» **TASK ITEM**: Which lines of the entries below run from the one holding "repository 58e28dd69370944a" to the one holding "which the request", inclusive? Set down exactly those lines and no others.

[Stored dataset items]

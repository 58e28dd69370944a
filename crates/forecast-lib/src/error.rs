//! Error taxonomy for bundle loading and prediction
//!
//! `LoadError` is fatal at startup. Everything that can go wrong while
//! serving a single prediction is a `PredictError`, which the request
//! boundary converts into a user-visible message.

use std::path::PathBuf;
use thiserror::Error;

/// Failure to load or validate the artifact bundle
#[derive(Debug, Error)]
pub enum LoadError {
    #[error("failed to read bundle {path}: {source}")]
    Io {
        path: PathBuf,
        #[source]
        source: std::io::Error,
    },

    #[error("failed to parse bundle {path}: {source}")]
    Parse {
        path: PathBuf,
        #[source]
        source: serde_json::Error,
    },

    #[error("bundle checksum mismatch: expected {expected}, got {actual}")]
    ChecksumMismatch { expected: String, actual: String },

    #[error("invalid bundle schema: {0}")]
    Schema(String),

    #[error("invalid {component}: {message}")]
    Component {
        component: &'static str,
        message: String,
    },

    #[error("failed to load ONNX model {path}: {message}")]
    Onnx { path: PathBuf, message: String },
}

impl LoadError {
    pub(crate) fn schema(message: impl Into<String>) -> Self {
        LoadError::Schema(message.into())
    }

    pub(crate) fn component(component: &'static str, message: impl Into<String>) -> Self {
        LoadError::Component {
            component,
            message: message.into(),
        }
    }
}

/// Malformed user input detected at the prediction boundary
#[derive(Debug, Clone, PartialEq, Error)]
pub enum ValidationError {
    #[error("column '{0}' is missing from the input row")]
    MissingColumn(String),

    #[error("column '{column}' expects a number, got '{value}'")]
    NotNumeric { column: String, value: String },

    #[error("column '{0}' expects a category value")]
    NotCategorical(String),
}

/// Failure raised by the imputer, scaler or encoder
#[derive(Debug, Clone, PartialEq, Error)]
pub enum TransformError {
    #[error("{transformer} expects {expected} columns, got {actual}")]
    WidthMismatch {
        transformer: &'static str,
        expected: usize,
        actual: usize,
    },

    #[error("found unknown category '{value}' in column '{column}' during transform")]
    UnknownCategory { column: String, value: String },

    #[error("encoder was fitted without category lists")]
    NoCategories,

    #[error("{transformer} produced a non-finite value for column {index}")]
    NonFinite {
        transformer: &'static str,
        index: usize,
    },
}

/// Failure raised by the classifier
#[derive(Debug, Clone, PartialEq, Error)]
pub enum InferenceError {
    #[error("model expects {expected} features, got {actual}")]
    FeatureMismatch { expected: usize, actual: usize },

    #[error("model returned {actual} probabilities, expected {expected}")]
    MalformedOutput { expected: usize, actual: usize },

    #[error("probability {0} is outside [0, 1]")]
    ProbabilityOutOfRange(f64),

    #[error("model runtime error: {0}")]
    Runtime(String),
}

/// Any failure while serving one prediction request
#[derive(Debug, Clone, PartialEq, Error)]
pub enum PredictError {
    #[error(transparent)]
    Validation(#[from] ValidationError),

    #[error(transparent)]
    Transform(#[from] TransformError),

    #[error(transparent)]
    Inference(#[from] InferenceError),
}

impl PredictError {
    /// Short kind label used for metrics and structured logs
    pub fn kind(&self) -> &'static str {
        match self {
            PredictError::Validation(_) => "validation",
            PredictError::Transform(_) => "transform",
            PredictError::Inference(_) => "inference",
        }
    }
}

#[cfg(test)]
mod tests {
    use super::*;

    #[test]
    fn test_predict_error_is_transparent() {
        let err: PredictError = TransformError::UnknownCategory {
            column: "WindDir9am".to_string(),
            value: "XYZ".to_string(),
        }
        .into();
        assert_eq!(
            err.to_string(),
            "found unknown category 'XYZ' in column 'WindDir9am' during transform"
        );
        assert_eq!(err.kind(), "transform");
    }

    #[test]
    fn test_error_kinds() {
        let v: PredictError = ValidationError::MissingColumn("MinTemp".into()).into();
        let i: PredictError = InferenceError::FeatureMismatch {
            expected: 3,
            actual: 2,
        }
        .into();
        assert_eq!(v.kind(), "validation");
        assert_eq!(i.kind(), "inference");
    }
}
...
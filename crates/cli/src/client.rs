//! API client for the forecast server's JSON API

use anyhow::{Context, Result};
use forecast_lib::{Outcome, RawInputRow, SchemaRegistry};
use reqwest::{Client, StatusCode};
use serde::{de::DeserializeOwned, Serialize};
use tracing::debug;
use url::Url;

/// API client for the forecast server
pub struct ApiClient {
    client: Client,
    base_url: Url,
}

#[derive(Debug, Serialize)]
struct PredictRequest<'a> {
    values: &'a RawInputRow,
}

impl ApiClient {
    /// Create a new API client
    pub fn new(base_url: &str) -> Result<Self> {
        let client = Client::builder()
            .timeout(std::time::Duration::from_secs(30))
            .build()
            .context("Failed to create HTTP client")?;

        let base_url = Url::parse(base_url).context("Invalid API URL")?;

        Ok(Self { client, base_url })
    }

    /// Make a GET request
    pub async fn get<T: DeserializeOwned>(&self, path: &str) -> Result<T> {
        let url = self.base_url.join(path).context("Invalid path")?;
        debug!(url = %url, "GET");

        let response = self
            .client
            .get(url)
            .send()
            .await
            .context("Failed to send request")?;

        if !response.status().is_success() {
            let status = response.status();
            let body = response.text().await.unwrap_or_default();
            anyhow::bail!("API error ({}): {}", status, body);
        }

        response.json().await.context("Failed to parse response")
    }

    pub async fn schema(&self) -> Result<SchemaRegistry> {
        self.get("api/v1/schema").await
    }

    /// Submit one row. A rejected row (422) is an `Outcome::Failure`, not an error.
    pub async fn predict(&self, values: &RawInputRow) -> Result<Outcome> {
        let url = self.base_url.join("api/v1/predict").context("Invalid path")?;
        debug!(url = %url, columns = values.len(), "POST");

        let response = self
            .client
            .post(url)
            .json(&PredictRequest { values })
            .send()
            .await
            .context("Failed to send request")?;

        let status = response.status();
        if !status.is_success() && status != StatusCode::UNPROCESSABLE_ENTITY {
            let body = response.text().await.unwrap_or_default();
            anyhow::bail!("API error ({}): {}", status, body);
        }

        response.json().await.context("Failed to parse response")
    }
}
...
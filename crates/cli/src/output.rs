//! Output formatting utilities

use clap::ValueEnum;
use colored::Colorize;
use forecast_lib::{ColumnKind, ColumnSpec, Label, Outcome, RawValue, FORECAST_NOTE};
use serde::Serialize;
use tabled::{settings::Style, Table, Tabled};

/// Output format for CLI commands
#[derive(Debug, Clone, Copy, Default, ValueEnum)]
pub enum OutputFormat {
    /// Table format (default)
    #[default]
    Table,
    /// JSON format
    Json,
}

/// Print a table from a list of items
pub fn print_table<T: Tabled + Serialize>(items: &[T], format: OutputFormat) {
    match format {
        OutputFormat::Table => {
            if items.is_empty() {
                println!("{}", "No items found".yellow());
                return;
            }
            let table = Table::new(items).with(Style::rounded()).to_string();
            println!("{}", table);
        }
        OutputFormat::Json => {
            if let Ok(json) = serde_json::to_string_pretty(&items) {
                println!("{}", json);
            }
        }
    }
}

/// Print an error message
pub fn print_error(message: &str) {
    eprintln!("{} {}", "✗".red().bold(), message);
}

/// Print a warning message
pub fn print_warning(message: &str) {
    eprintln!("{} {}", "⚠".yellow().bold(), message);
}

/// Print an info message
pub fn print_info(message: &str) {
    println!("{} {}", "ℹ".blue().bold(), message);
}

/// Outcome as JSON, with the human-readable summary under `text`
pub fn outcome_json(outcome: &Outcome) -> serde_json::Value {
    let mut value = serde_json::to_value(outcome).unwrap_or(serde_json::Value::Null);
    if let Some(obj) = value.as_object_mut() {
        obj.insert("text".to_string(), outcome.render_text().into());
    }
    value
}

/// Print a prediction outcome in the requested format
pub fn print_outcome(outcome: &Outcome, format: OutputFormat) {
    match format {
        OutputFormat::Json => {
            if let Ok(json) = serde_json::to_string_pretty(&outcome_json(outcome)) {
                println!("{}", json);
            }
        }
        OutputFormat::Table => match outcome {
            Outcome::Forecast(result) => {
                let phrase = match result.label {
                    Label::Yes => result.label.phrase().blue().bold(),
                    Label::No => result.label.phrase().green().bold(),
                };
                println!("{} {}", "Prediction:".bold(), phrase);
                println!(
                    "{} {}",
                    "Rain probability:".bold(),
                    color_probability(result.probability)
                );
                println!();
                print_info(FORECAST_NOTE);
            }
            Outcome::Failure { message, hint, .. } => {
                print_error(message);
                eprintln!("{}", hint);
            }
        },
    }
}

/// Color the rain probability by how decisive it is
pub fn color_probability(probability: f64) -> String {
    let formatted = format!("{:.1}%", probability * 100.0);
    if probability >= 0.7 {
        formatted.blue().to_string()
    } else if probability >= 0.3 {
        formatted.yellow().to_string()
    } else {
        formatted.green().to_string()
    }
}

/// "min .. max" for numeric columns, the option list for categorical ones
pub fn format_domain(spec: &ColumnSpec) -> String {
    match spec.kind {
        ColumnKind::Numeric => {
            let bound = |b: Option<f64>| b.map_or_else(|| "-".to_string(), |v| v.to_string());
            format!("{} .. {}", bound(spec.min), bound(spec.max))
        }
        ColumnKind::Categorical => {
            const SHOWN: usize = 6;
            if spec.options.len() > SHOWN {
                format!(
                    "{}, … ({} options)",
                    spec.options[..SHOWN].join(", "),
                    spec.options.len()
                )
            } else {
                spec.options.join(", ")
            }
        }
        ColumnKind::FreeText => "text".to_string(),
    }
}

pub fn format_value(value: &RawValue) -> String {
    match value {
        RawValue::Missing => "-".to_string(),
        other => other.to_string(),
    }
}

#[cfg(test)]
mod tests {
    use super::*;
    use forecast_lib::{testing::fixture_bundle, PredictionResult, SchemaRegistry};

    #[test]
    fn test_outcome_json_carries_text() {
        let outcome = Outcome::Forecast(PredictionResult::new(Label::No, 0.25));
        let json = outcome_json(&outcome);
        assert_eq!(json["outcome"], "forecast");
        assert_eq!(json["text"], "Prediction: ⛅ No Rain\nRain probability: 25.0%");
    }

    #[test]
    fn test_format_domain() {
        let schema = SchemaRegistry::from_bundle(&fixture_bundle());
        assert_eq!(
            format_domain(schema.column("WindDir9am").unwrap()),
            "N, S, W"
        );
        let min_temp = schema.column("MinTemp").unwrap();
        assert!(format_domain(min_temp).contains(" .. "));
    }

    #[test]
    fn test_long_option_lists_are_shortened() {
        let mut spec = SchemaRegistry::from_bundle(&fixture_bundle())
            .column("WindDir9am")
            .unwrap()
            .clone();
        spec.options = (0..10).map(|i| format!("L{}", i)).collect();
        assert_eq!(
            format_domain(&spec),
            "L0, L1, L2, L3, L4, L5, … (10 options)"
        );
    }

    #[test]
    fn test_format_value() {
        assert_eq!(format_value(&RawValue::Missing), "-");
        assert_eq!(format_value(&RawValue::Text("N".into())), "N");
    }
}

» **WRITTEN SOLUTION**:
repository 58e28dd69370944a
filename crates/forecast-lib/src/error.rs
//! Error taxonomy for bundle loading and prediction
//!
//! `LoadError` is fatal at startup. Everything that can go wrong while
//! serving a single prediction is a `PredictError`, which the request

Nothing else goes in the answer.